2020: El año de las dos ciudades

hacinamiento


Por Ignacio Aravena, colaborador Fundación P!ensa. Ms. Urban Planning - NYU

El 2020 estuvo marcado por dos grandes shocks que mostraron las distintas caras de nuestras ciudades. Tanto el Covid-19 como el estallido social expusieron fuertemente la desigualdad urbana. En definitiva, apreciamos cómo el acceso a diversos servicios y oportunidades están concentrados solo en algunas partes de nuestro territorio, lo que termina siendo altamente perjudicial para familias de menores ingresos.

Mientras muchos se acongojaban por el teletrabajo y las restricciones de movilidad producto del coronavirus, este mostró su cara más dura en sectores hacinados y con malas condiciones sanitarias. A ello se sumó que dichos barrios también estaban asociado a familias que no podían teletrabajar dada la naturaleza de sus empleos. Consecuentemente, las tasas de contagios se exacerbaron, en cuanto el trabajo a distancia no era posible y el uso del transporte público -poco controlado y aglomerado- era la única opción.
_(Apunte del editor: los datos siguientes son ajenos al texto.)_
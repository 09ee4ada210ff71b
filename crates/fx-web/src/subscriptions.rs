//! DOM event registration with teardown. Listeners are removed when the
//! `Subscription` is dropped, so a component owning its subscriptions can
//! be disposed cleanly instead of leaking ambient global listeners.

use wasm_bindgen::closure::Closure;
use wasm_bindgen::JsCast;
use web_sys as web;

pub struct Subscription {
    target: web::EventTarget,
    event: &'static str,
    closure: Closure<dyn FnMut(web::Event)>,
}

impl Subscription {
    pub fn listen(
        target: &web::EventTarget,
        event: &'static str,
        handler: impl FnMut(web::Event) + 'static,
    ) -> Self {
        let closure = Closure::wrap(Box::new(handler) as Box<dyn FnMut(web::Event)>);
        if let Err(e) =
            target.add_event_listener_with_callback(event, closure.as_ref().unchecked_ref())
        {
            log::error!("failed to attach {event} listener: {e:?}");
        }
        Self {
            target: target.clone(),
            event,
            closure,
        }
    }
}

impl Drop for Subscription {
    fn drop(&mut self) {
        let _ = self
            .target
            .remove_event_listener_with_callback(self.event, self.closure.as_ref().unchecked_ref());
    }
}
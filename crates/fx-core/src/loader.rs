//! Timing schedule for the loading-overlay exit.

use crate::constants::{
    LOADER_EXIT_DELAY_MS, LOADER_EXIT_DELAY_REDUCED_MS, LOADER_FADE_MS, LOADER_REMOVE_DELAY_MS,
};

/// The loader exit runs in two timer hops after page load: wait
/// `exit_delay_ms`, start a `fade_ms` opacity transition, then remove the
/// element `remove_delay_ms` later (long enough to cover the fade).
#[derive(Clone, Copy, Debug, PartialEq, Eq)]
pub struct LoaderSchedule {
    pub exit_delay_ms: i32,
    pub fade_ms: i32,
    pub remove_delay_ms: i32,
}

impl LoaderSchedule {
    /// Quicker exit when the platform requests reduced motion.
    pub fn for_motion(reduced_motion: bool) -> Self {
        Self {
            exit_delay_ms: if reduced_motion {
                LOADER_EXIT_DELAY_REDUCED_MS
            } else {
                LOADER_EXIT_DELAY_MS
            },
            fade_ms: LOADER_FADE_MS,
            remove_delay_ms: LOADER_REMOVE_DELAY_MS,
        }
    }

    /// Offset from page load at which the element leaves the DOM.
    pub fn removal_offset_ms(&self) -> i32 {
        self.exit_delay_ms + self.remove_delay_ms
    }
}
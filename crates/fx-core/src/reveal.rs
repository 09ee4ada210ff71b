//! One-shot activation rule for scroll-reveal elements.

use crate::constants::{REVEAL_RATIO_EPSILON, REVEAL_THRESHOLD};

/// Activation state of a single reveal element. Flips to active at most
/// once, the first time its visible-area ratio reaches the threshold;
/// later observations never deactivate it.
#[derive(Clone, Copy, Debug, Default)]
pub struct RevealState {
    active: bool,
}

impl RevealState {
    /// Rebuild state from an externally stored flag (the web frontend keeps
    /// the flag as a CSS class on the element itself).
    pub fn with_active(active: bool) -> Self {
        Self { active }
    }

    pub fn is_active(&self) -> bool {
        self.active
    }

    /// Feed one visibility observation. Returns true exactly when this
    /// observation activates the element. Ratios within
    /// `REVEAL_RATIO_EPSILON` below the threshold still count as crossings.
    pub fn observe(&mut self, visible_ratio: f64) -> bool {
        if self.active || visible_ratio < REVEAL_THRESHOLD - REVEAL_RATIO_EPSILON {
            return false;
        }
        self.active = true;
        true
    }
}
En paralelo, el malestar social se constituía como un fenómeno que se venía gestando paulatinamente en los últimos años, lo cual se expresaba en términos de la segregación residencial, cuyos patrones de viajes y hacinamiento han sido persistentes por años. Diversos académicos y entidades lo han venido advirtiendo sistemáticamente, cuyos efectos permean en diversos ámbitos de la vida como la salud física y mental, el crimen, la educación, e incluso la movilidad económica, la cual disminuye proporcionalmente con la exposición prolongada a barrios marginados.
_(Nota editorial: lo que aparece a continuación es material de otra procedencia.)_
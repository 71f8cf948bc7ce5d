//! Aggregate statistics over many battle trials.

use std::collections::HashMap;
use std::fmt;

use serde::Serialize;

use crate::combat::{BattleOutcome, ResolutionRule, Team};

#[derive(Debug, Clone, PartialEq, Serialize)]
pub struct DamageTotal {
    pub name: String,
    pub total: f64,
}

#[derive(Debug, Clone, Copy, Default, PartialEq, Eq, Serialize)]
pub struct TeamWins {
    pub players: usize,
    pub opponents: usize,
}

impl TeamWins {
    pub fn get(&self, team: Team) -> usize {
        match team {
            Team::Players => self.players,
            Team::Opponents => self.opponents,
        }
    }

    fn increment(&mut self, team: Team) {
        match team {
            Team::Players => self.players += 1,
            Team::Opponents => self.opponents += 1,
        }
    }

    pub fn total(&self) -> usize {
        self.players + self.opponents
    }
}

/// Grows monotonically as trials are tracked. Each [AggregateStats::track]
/// call folds one complete outcome.
#[derive(Debug, Clone, Default, Serialize)]
pub struct AggregateStats {
    total_trials: usize,
    wins: TeamWins,
    /// Insertion order is first appearance, which keeps ranking ties stable.
    damage_totals: Vec<DamageTotal>,
    #[serde(skip)]
    damage_index: HashMap<String, usize>,
    round_counts: Vec<u32>,
}

impl AggregateStats {
    pub fn new() -> Self {
        Self::default()
    }

    pub fn track(&mut self, outcome: &BattleOutcome) {
        self.total_trials += 1;
        self.wins.increment(outcome.winner);
        for entry in &outcome.damage_by_name {
            self.add_damage(&entry.name, entry.damage as f64);
        }
        self.round_counts.push(outcome.rounds);
    }

    fn add_damage(&mut self, name: &str, amount: f64) {
        match self.damage_index.get(name) {
            Some(&idx) => self.damage_totals[idx].total += amount,
            None => {
                self.damage_index
                    .insert(name.to_string(), self.damage_totals.len());
                self.damage_totals.push(DamageTotal {
                    name: name.to_string(),
                    total: amount,
                });
            }
        }
    }

    /// Folds stats tracked elsewhere (e.g. another worker) into this one.
    pub fn merge(&mut self, other: AggregateStats) {
        self.total_trials += other.total_trials;
        self.wins.players += other.wins.players;
        self.wins.opponents += other.wins.opponents;
        for entry in other.damage_totals {
            self.add_damage(&entry.name, entry.total);
        }
        self.round_counts.extend(other.round_counts);
    }

    pub fn total_trials(&self) -> usize {
        self.total_trials
    }

    pub fn wins(&self) -> TeamWins {
        self.wins
    }

    pub fn damage_totals(&self) -> &[DamageTotal] {
        &self.damage_totals
    }

    pub fn damage_total(&self, name: &str) -> Option<f64> {
        self.damage_index
            .get(name)
            .map(|&idx| self.damage_totals[idx].total)
    }

    pub fn round_counts(&self) -> &[u32] {
        &self.round_counts
    }

    /// Reduced statistics, or `None` when no trial has been tracked.
    pub fn summary(&self) -> Option<StatsSummary> {
        if self.total_trials == 0 {
            return None;
        }
        let trials = self.total_trials as f64;
        let round_sum: u64 = self.round_counts.iter().map(|&r| u64::from(r)).sum();

        let mut damage: Vec<DamageRanking> = self
            .damage_totals
            .iter()
            .map(|entry| DamageRanking {
                name: entry.name.clone(),
                total: entry.total,
                average: entry.total / trials,
            })
            .collect();
        damage.sort_by(|left, right| right.total.total_cmp(&left.total));

        Some(StatsSummary {
            rule: ResolutionRule::Threshold,
            total_trials: self.total_trials,
            wins: self.wins,
            player_win_rate: self.wins.players as f64 / trials,
            opponent_win_rate: self.wins.opponents as f64 / trials,
            average_rounds: round_sum as f64 / trials,
            min_rounds: self.round_counts.iter().copied().min().unwrap_or(0),
            max_rounds: self.round_counts.iter().copied().max().unwrap_or(0),
            damage,
        })
    }
}

#[derive(Debug, Clone, PartialEq, Serialize)]
pub struct DamageRanking {
    pub name: String,
    pub total: f64,
    pub average: f64,
}

#[derive(Debug, Clone, PartialEq, Serialize)]
pub struct StatsSummary {
    pub rule: ResolutionRule,
    pub total_trials: usize,
    pub wins: TeamWins,
    pub player_win_rate: f64,
    pub opponent_win_rate: f64,
    pub average_rounds: f64,
    pub min_rounds: u32,
    pub max_rounds: u32,
    /// Descending by total damage; ties keep roster order.
    pub damage: Vec<DamageRanking>,
}

impl StatsSummary {
    pub fn win_rate(&self, team: Team) -> f64 {
        match team {
            Team::Players => self.player_win_rate,
            Team::Opponents => self.opponent_win_rate,
        }
    }
}

impl fmt::Display for StatsSummary {
    fn fmt(&self, f: &mut fmt::Formatter<'_>) -> fmt::Result {
        writeln!(f, "=== SIMULATION RESULTS ===")?;
        writeln!(f, "Resolution rule: {}", self.rule)?;
        writeln!(f, "Total Battles: {}", self.total_trials)?;
        for team in Team::ALL {
            writeln!(
                f,
                "{} Wins: {} ({:.1}%)",
                team.label().trim_end_matches('s'),
                self.wins.get(team),
                self.win_rate(team) * 100.0
            )?;
        }
        writeln!(
            f,
            "Avg Rounds per Battle: {:.1} (min {}, max {})",
            self.average_rounds, self.min_rounds, self.max_rounds
        )?;
        writeln!(f)?;
        write!(f, "Total Damage Distribution:")?;
        for entry in &self.damage {
            write!(
                f,
                "\n  - {:15}: {:8.0} total (avg {:6.1} per battle)",
                entry.name, entry.total, entry.average
            )?;
        }
        Ok(())
    }
}

/// Plain-text report, or the no-data notice when nothing was tracked.
pub fn render_report(stats: &AggregateStats) -> String {
    match stats.summary() {
        Some(summary) => summary.to_string(),
        None => "No battles simulated.".to_string(),
    }
}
Uno de los orígenes a ambos problemas se remonta a las políticas habitacionales de décadas anteriores. Si bien, ellas nos permitieron reducir el déficit de viviendas de manera exponencial, sigilosamente, también aumentaron el déficit cualitativo con viviendas de pocos metros cuadrados que proveían cobijo, pero al precio del hacinamiento. Además, dada la configuración de los subsidios, la mayoría de estos barrios terminaron emplazados en sectores periféricos y aislados de centros urbanos y de trabajo. Ello implica que, muchas actividades que pueden ser catalogadas como cotidianas, como ir al supermercado o la farmacia, signifiquen tener que tomar una micro e ir exclusivamente a ello porque muchos de estos barrios no cuentan con infraestructura comercial ni de otros tipos.
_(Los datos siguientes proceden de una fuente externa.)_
pub mod analytical;
pub mod export;
pub mod matrix;
pub mod monte_carlo;
pub mod stats;

pub use analytical::{
    expected_matrix_attack, expected_matrix_die_damage, expected_threshold_attack,
    expected_threshold_die_damage, threshold_hit_chance,
};
pub use export::{matrix_to_json, run_to_json, serialize_events_json, write_matrix_csv};
pub use matrix::{run_weapon_matrix, simulate_attacks, MatrixCell, MatrixKey, WeaponMatrix};
pub use monte_carlo::{
    run_battles, run_battles_parallel, run_battles_with_progress, run_simulation, SimulationRun,
};
pub use stats::{render_report, AggregateStats, DamageRanking, DamageTotal, StatsSummary, TeamWins};
//! Simulation configuration: rosters, strategies, iteration counts.

use serde::{Deserialize, Serialize};

use crate::combat::{
    BattleConfig, Combatant, DicePool, Team, TargetStrategy, TraceMode, Weapon, DEFAULT_MAX_ROUNDS,
};

pub const DEFAULT_CONFIG_PATH: &str = "config.json";
pub const DEFAULT_BATTLE_ITERATIONS: usize = 100;
pub const DEFAULT_MATRIX_ITERATIONS: usize = 10_000;

/// One roster entry, as written in the config file.
#[derive(Debug, Clone, PartialEq, Eq, Serialize, Deserialize)]
pub struct CombatantTemplate {
    pub name: String,
    pub hp: i64,
    #[serde(default)]
    pub defense: u32,
    #[serde(alias = "weapon")]
    pub weapon_pool: String,
    #[serde(default)]
    pub tags: Vec<String>,
}

impl CombatantTemplate {
    pub fn pool(&self) -> DicePool {
        DicePool::parse(&self.weapon_pool)
    }

    pub fn weapon(&self) -> Weapon {
        Weapon::new(self.pool(), self.tags.iter().cloned())
    }

    pub fn to_combatant(&self, team: Team) -> Combatant {
        Combatant::new(self.name.clone(), team, self.hp, self.defense, self.weapon())
    }
}

/// Fresh combatants for one trial.
pub fn build_roster(templates: &[CombatantTemplate], team: Team) -> Vec<Combatant> {
    templates.iter().map(|t| t.to_combatant(team)).collect()
}

fn default_iterations() -> usize {
    DEFAULT_BATTLE_ITERATIONS
}

fn default_max_rounds() -> u32 {
    DEFAULT_MAX_ROUNDS
}

#[derive(Debug, Clone, PartialEq, Eq, Serialize, Deserialize)]
pub struct SimulationConfig {
    #[serde(default = "default_iterations")]
    pub iterations: usize,
    #[serde(default)]
    pub pc_strategy: TargetStrategy,
    #[serde(default)]
    pub npc_strategy: TargetStrategy,
    #[serde(default)]
    pub pcs: Vec<CombatantTemplate>,
    #[serde(default)]
    pub npcs: Vec<CombatantTemplate>,
    /// Base seed. Absent means a fresh seed from OS entropy per run.
    #[serde(default)]
    pub seed: Option<u64>,
    /// Run trials across a rayon pool instead of one sequential stream.
    #[serde(default)]
    pub parallel: bool,
    /// Worker threads for parallel runs; 0 uses every core.
    #[serde(default)]
    pub workers: usize,
    #[serde(default = "default_max_rounds")]
    pub max_rounds: u32,
    /// Reject weapon specs with text after `<quantity>d<size>`.
    #[serde(default)]
    pub strict_weapon_specs: bool,
}

impl Default for SimulationConfig {
    fn default() -> Self {
        Self {
            iterations: DEFAULT_BATTLE_ITERATIONS,
            pc_strategy: TargetStrategy::RandomAttack,
            npc_strategy: TargetStrategy::RandomAttack,
            pcs: Vec::new(),
            npcs: Vec::new(),
            seed: None,
            parallel: false,
            workers: 0,
            max_rounds: DEFAULT_MAX_ROUNDS,
            strict_weapon_specs: false,
        }
    }
}

impl SimulationConfig {
    pub fn battle_config(&self) -> BattleConfig {
        BattleConfig {
            pc_strategy: self.pc_strategy,
            npc_strategy: self.npc_strategy,
            max_rounds: self.max_rounds,
            trace_mode: TraceMode::Off,
        }
    }

    pub fn players(&self) -> Vec<Combatant> {
        build_roster(&self.pcs, Team::Players)
    }

    pub fn opponents(&self) -> Vec<Combatant> {
        build_roster(&self.npcs, Team::Opponents)
    }

    pub fn roster(&self, team: Team) -> &[CombatantTemplate] {
        match team {
            Team::Players => &self.pcs,
            Team::Opponents => &self.npcs,
        }
    }
}

fn default_sizes() -> Vec<u32> {
    vec![4, 6, 8, 10, 12]
}

fn default_quantities() -> Vec<u32> {
    (1..=10).collect()
}

fn default_defenses() -> Vec<u32> {
    (3..=10).collect()
}

fn default_crushing() -> Vec<bool> {
    vec![false, true]
}

fn default_matrix_iterations() -> usize {
    DEFAULT_MATRIX_ITERATIONS
}

/// Cross-product swept by the weapon-matrix analyzer.
#[derive(Debug, Clone, PartialEq, Eq, Serialize, Deserialize)]
pub struct MatrixConfig {
    #[serde(default = "default_sizes")]
    pub sizes: Vec<u32>,
    #[serde(default = "default_quantities")]
    pub quantities: Vec<u32>,
    #[serde(default = "default_defenses")]
    pub defenses: Vec<u32>,
    #[serde(default = "default_crushing")]
    pub crushing: Vec<bool>,
    #[serde(default = "default_matrix_iterations")]
    pub iterations: usize,
    #[serde(default)]
    pub seed: Option<u64>,
}

impl Default for MatrixConfig {
    fn default() -> Self {
        Self {
            sizes: default_sizes(),
            quantities: default_quantities(),
            defenses: default_defenses(),
            crushing: default_crushing(),
            iterations: DEFAULT_MATRIX_ITERATIONS,
            seed: None,
        }
    }
}

impl MatrixConfig {
    pub fn cell_count(&self) -> usize {
        self.sizes.len() * self.quantities.len() * self.defenses.len() * self.crushing.len()
    }
}
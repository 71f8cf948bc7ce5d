pub mod batch;
pub mod pool;

pub use batch::{batch_ranges, run_battle_batches};
pub use pool::WorkerPool;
Las malas condiciones urbanas también llevaron al desgaste de los barrios segregados, careciendo incluso de áreas verdes y jardines entre viviendas. Consecuentemente, también aumentaron los problemas a escalas superiores a los de la vivienda, sumando el descuido y un ambiente más crudo a estos lugares, lo que se correlaciona con crímenes y violencia de diversos tipos. Ello es similar a lo que hemos visto en los últimos meses en zonas que no habían presenciado robos, pandillas, ni tampoco disparos y muertes en la vía pública. Sin embargo, ello ha sido común en muchas poblaciones desde hace tiempo, donde el narcotráfico y la delincuencia fuerzan a las familias a vivir igual que con la pandemia: encerrados y hacinados en sus casas y temiendo por su seguridad porque salir de sus viviendas puede ser sinónimo de algo peor.

El 2020 visibilizó una cara de la ciudad que no era conocida por todos pero que, lamentablemente, ha sido el día a día de miles de familias que han vivido bajo la sombra de la segregación por décadas. Si queremos atacar la desigualdad social, que ha sido una parte insoslayable del diagnóstico del malestar social, necesitamos partir por nuestros territorios y generar ambientes más amigables y que brinden mayores oportunidades a sus habitantes. De lo contrario, será muy difícil que alguna política pública logre permear las profundas capas que implica vivir en la pobreza urbana, tan cerca pero tan lejos de todo.